Stored data:
================
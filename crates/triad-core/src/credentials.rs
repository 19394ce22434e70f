//! Provider API keys.

use std::fmt;

use crate::TriadError;

/// API key for the model endpoint. Formatting never prints the key itself,
/// only the variable it came from and its last four characters.
#[derive(Clone)]
pub struct ApiKey {
    value: String,
    source: Option<String>,
}

impl ApiKey {
    pub fn new(value: impl Into<String>) -> Self {
        Self {
            value: value.into(),
            source: None,
        }
    }

    /// Read the key named by `[llm].api_key_env` from the process environment.
    pub fn from_env(var: &str) -> Result<Self, TriadError> {
        Self::resolve(var, |name| std::env::var(name).ok())
    }

    /// Like [`ApiKey::from_env`] with an explicit variable source. Blank
    /// values count as missing.
    pub fn resolve<F>(var: &str, lookup: F) -> Result<Self, TriadError>
    where
        F: Fn(&str) -> Option<String>,
    {
        let value = lookup(var)
            .map(|value| value.trim().to_string())
            .filter(|value| !value.is_empty())
            .ok_or_else(|| TriadError::MissingSecret(var.to_string()))?;
        Ok(Self {
            value,
            source: Some(var.to_string()),
        })
    }

    /// Raw key, for the `Authorization` header only.
    pub fn expose(&self) -> &str {
        &self.value
    }

    pub fn source(&self) -> Option<&str> {
        self.source.as_deref()
    }

    fn masked(&self) -> String {
        let chars: Vec<char> = self.value.chars().collect();
        if chars.len() <= 8 {
            return "****".to_string();
        }
        let tail: String = chars[chars.len() - 4..].iter().collect();
        format!("****{tail}")
    }
}

impl fmt::Debug for ApiKey {
    fn fmt(&self, f: &mut fmt::Formatter<'_>) -> fmt::Result {
        f.debug_struct("ApiKey")
            .field("source", &self.source)
            .field("value", &self.masked())
            .finish()
    }
}

impl fmt::Display for ApiKey {
    fn fmt(&self, f: &mut fmt::Formatter<'_>) -> fmt::Result {
        match &self.source {
            Some(var) => write!(f, "${var} ({})", self.masked()),
            None => f.write_str(&self.masked()),
        }
    }
}
//! Retry with exponential backoff for transient generation failures.

use std::future::Future;
use std::time::Duration;

use tracing::warn;

use crate::config::RetryConfig;
use crate::error::GenerationError;

#[derive(Debug, Clone, PartialEq, Eq)]
pub struct RetryPolicy {
    /// Extra attempts after the first one
    pub max_retries: u32,
    pub initial_backoff: Duration,
    pub max_backoff: Duration,
}

impl RetryPolicy {
    pub fn from_config(config: &RetryConfig) -> Self {
        Self {
            max_retries: config.max_retries,
            initial_backoff: Duration::from_millis(config.initial_backoff_ms),
            max_backoff: Duration::from_millis(config.max_backoff_ms),
        }
    }

    /// A policy that makes exactly one attempt.
    pub fn none() -> Self {
        Self {
            max_retries: 0,
            initial_backoff: Duration::ZERO,
            max_backoff: Duration::ZERO,
        }
    }

    /// Run `operation` until it succeeds, fails with a non-retryable error, or
    /// the retry budget is spent. The last error is returned unchanged.
    pub async fn run<T, F, Fut>(&self, label: &str, mut operation: F) -> Result<T, GenerationError>
    where
        F: FnMut() -> Fut,
        Fut: Future<Output = Result<T, GenerationError>>,
    {
        let mut attempt = 0;
        let mut backoff = self.initial_backoff;

        loop {
            match operation().await {
                Ok(value) => return Ok(value),
                Err(err) if attempt < self.max_retries && err.is_retryable() => {
                    attempt += 1;
                    warn!(
                        step = label,
                        error = %err,
                        attempt,
                        backoff_ms = backoff.as_millis() as u64,
                        "generation failed, retrying"
                    );
                    tokio::time::sleep(backoff).await;
                    backoff = (backoff * 2).min(self.max_backoff);
                }
                Err(err) => return Err(err),
            }
        }
    }
}

impl Default for RetryPolicy {
    fn default() -> Self {
        Self::from_config(&RetryConfig::default())
    }
}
================
The lines to copy are those in the records above containing the word "Duration".

use std::time::Duration;
    pub initial_backoff: Duration,
    pub max_backoff: Duration,
            initial_backoff: Duration::from_millis(config.initial_backoff_ms),
            max_backoff: Duration::from_millis(config.max_backoff_ms),
            initial_backoff: Duration::ZERO,
            max_backoff: Duration::ZERO,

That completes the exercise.